── Excerpted data

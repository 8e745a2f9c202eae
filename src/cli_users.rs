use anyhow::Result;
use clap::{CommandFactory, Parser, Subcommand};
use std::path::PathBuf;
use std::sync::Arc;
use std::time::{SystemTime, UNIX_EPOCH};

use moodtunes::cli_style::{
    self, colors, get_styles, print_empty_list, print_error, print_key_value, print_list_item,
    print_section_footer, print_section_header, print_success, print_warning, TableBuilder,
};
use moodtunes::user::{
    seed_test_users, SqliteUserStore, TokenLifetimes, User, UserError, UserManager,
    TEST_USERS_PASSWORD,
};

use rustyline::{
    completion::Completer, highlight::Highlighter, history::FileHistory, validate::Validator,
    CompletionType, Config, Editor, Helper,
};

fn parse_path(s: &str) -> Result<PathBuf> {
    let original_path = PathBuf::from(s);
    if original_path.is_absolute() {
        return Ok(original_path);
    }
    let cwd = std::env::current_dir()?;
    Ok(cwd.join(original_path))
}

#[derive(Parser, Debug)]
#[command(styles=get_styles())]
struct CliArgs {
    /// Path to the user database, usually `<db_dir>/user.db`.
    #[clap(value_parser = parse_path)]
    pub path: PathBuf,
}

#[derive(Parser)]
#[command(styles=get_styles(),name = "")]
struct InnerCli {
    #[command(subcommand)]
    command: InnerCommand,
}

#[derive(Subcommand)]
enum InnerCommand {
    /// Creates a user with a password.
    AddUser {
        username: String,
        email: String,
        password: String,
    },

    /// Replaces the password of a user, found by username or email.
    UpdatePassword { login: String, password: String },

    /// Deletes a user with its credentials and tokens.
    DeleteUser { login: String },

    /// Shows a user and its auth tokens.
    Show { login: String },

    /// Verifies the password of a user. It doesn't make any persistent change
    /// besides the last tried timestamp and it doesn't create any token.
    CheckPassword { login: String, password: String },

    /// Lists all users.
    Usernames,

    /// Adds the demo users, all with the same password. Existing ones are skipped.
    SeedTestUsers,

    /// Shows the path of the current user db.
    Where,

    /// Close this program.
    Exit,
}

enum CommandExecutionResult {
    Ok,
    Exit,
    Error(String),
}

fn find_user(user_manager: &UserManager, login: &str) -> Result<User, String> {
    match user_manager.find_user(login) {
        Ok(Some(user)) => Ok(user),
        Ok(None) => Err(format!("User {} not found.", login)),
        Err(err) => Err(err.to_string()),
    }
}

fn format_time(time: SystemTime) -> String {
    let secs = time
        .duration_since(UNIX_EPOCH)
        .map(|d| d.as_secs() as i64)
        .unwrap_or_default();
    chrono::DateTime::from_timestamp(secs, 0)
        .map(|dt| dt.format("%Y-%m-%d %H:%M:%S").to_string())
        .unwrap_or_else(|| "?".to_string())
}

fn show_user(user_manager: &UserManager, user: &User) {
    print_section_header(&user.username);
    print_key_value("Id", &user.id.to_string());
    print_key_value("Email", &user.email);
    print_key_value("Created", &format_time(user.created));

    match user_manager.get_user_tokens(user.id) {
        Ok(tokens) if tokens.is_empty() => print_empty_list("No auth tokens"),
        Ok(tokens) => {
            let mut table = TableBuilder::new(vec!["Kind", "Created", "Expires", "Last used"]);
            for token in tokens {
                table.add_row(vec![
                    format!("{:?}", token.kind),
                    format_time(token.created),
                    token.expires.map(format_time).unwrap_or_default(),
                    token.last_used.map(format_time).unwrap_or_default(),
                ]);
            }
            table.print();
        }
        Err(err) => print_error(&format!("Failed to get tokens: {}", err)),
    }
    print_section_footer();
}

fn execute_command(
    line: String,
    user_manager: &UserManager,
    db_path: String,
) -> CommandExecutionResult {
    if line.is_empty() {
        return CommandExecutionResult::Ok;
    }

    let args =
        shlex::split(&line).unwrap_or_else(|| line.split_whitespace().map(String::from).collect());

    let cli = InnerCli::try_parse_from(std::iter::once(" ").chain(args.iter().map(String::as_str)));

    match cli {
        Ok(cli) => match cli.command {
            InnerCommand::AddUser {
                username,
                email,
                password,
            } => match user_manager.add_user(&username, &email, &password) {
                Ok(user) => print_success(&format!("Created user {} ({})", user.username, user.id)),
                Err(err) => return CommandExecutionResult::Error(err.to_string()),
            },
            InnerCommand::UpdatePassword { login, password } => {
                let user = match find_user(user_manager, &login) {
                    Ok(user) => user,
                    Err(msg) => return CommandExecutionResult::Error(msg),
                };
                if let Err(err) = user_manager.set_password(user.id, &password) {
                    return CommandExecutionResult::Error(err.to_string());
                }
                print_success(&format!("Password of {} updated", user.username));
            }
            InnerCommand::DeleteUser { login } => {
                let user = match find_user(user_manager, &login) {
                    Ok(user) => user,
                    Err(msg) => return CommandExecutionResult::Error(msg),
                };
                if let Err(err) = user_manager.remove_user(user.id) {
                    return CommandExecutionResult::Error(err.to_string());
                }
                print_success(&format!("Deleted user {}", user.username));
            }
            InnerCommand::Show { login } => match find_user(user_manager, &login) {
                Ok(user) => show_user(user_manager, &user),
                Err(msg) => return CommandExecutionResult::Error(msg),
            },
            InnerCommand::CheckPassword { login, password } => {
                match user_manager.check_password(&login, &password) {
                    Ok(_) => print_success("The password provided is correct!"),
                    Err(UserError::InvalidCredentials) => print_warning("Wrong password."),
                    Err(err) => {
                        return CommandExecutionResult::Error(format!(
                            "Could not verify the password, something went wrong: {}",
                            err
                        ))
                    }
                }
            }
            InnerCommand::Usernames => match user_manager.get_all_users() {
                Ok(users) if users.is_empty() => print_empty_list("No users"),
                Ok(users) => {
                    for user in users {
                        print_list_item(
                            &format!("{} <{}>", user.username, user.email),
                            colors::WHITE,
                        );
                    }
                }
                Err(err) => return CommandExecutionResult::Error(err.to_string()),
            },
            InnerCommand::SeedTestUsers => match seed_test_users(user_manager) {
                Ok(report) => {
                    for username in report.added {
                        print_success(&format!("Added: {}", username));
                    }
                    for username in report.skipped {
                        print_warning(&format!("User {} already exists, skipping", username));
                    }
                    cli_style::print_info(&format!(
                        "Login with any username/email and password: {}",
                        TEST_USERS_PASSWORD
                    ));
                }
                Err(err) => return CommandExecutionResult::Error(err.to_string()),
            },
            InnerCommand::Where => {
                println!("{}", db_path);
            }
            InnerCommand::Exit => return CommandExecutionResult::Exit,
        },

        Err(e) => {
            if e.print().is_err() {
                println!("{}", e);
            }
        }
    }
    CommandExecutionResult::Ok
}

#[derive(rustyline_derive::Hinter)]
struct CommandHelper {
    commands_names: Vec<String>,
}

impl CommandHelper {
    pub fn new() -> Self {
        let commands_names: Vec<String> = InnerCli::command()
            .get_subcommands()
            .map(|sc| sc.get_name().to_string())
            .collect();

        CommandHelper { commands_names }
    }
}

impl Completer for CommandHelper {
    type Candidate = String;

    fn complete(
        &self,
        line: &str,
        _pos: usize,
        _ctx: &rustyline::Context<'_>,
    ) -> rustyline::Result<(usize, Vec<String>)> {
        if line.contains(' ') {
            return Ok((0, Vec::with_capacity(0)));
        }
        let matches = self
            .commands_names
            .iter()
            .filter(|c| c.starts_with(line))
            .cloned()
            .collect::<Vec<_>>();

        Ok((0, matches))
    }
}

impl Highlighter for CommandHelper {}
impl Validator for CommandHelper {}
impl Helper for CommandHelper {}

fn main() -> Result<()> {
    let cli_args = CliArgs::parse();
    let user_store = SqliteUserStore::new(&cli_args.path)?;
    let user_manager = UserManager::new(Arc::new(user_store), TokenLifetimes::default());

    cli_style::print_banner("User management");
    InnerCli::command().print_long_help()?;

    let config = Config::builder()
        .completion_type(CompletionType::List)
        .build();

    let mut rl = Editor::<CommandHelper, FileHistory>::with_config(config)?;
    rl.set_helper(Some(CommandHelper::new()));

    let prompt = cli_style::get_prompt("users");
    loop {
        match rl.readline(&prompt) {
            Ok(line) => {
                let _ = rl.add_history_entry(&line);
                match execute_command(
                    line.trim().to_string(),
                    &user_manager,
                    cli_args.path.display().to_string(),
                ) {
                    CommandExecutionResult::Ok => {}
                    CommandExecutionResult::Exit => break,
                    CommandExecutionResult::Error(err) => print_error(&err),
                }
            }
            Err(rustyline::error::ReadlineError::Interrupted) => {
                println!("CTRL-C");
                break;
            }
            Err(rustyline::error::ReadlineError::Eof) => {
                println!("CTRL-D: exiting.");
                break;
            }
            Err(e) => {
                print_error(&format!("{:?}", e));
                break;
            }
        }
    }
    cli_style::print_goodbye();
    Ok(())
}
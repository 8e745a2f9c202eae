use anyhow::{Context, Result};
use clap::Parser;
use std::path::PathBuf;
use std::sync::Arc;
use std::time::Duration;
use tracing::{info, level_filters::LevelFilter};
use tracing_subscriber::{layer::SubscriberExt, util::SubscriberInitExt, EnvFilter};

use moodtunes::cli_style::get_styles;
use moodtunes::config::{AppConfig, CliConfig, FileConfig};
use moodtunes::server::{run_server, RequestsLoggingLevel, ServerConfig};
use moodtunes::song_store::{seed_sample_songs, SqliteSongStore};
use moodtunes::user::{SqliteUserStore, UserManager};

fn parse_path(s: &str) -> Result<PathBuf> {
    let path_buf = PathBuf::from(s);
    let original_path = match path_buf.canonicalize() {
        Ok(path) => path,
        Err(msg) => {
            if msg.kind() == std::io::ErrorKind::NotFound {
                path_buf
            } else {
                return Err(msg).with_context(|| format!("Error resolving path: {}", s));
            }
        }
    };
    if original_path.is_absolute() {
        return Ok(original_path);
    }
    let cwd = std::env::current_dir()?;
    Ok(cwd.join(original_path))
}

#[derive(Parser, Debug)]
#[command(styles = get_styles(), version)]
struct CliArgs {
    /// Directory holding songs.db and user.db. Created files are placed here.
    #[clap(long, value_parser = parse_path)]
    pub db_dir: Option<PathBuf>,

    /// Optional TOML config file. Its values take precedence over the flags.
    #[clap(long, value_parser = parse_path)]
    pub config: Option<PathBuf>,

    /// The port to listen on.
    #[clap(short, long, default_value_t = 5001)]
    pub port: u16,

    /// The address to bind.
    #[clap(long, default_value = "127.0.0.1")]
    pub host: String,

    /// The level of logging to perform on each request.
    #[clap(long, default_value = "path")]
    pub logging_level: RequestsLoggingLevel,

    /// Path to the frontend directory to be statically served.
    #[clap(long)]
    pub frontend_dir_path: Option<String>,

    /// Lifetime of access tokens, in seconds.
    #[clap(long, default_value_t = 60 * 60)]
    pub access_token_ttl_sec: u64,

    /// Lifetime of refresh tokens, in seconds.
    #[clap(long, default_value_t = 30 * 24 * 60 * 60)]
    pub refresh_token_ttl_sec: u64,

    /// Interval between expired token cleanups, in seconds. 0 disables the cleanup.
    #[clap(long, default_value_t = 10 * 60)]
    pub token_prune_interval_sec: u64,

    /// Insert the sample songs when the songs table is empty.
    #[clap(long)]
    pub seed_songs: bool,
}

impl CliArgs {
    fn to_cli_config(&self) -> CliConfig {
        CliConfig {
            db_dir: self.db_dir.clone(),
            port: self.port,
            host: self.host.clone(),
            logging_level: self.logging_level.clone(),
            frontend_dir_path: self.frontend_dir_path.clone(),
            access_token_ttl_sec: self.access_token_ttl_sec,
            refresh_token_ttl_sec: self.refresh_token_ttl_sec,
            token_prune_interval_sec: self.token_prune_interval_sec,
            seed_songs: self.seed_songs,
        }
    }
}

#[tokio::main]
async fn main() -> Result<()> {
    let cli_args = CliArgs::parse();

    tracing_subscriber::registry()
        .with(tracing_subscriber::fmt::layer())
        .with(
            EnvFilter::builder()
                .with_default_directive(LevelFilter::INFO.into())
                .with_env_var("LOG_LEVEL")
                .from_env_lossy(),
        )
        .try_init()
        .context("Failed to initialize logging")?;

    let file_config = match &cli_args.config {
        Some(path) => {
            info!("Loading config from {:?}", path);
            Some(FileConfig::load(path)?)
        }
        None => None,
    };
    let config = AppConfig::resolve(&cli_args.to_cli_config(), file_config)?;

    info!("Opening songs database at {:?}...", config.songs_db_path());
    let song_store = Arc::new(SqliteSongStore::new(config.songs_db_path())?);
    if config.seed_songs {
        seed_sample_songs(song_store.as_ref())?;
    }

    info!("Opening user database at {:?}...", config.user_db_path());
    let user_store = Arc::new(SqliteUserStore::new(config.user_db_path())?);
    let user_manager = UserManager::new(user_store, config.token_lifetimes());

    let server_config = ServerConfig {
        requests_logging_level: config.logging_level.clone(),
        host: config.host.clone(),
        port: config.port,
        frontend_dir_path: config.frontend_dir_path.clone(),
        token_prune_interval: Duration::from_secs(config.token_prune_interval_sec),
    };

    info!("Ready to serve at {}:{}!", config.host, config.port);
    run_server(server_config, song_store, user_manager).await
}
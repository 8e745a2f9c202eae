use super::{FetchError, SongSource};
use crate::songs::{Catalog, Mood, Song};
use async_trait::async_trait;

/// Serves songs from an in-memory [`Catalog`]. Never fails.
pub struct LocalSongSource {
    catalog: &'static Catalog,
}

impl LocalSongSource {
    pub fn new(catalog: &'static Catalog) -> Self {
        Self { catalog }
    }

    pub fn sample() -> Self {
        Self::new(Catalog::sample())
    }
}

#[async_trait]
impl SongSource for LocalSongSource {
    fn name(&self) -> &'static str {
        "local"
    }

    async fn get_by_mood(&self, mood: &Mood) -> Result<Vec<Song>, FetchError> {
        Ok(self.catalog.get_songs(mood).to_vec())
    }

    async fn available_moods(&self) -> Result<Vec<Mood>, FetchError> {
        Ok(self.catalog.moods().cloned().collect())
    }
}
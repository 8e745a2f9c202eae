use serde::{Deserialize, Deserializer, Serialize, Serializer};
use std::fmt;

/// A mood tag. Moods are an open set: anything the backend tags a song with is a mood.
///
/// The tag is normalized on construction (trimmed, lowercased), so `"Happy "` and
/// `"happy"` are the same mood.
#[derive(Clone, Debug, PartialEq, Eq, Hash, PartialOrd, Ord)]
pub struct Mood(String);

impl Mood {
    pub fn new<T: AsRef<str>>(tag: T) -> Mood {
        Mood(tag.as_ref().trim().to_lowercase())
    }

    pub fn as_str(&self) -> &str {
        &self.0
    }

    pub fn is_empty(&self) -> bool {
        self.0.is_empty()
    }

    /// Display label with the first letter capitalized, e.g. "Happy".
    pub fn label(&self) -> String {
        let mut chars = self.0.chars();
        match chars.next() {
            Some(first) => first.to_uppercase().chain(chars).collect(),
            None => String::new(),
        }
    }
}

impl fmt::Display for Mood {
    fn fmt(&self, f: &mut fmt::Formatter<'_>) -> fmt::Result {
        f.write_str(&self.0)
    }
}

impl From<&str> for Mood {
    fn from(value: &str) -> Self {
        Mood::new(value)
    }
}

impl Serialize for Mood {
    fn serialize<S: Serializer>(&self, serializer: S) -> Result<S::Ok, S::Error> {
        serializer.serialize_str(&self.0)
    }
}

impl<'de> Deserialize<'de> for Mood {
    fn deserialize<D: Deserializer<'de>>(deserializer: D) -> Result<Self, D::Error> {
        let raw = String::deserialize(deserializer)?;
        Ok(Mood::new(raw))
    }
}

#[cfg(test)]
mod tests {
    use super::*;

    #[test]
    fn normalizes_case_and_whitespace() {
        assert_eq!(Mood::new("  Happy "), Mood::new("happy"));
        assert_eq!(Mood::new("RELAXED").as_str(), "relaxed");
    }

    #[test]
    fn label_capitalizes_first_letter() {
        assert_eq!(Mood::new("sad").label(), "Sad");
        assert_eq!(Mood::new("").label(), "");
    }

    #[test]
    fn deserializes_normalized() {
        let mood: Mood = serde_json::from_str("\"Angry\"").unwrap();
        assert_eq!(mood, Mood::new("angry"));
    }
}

────

Where a line of the entries contains the word "skipped", count it, then state the total and nothing else.

2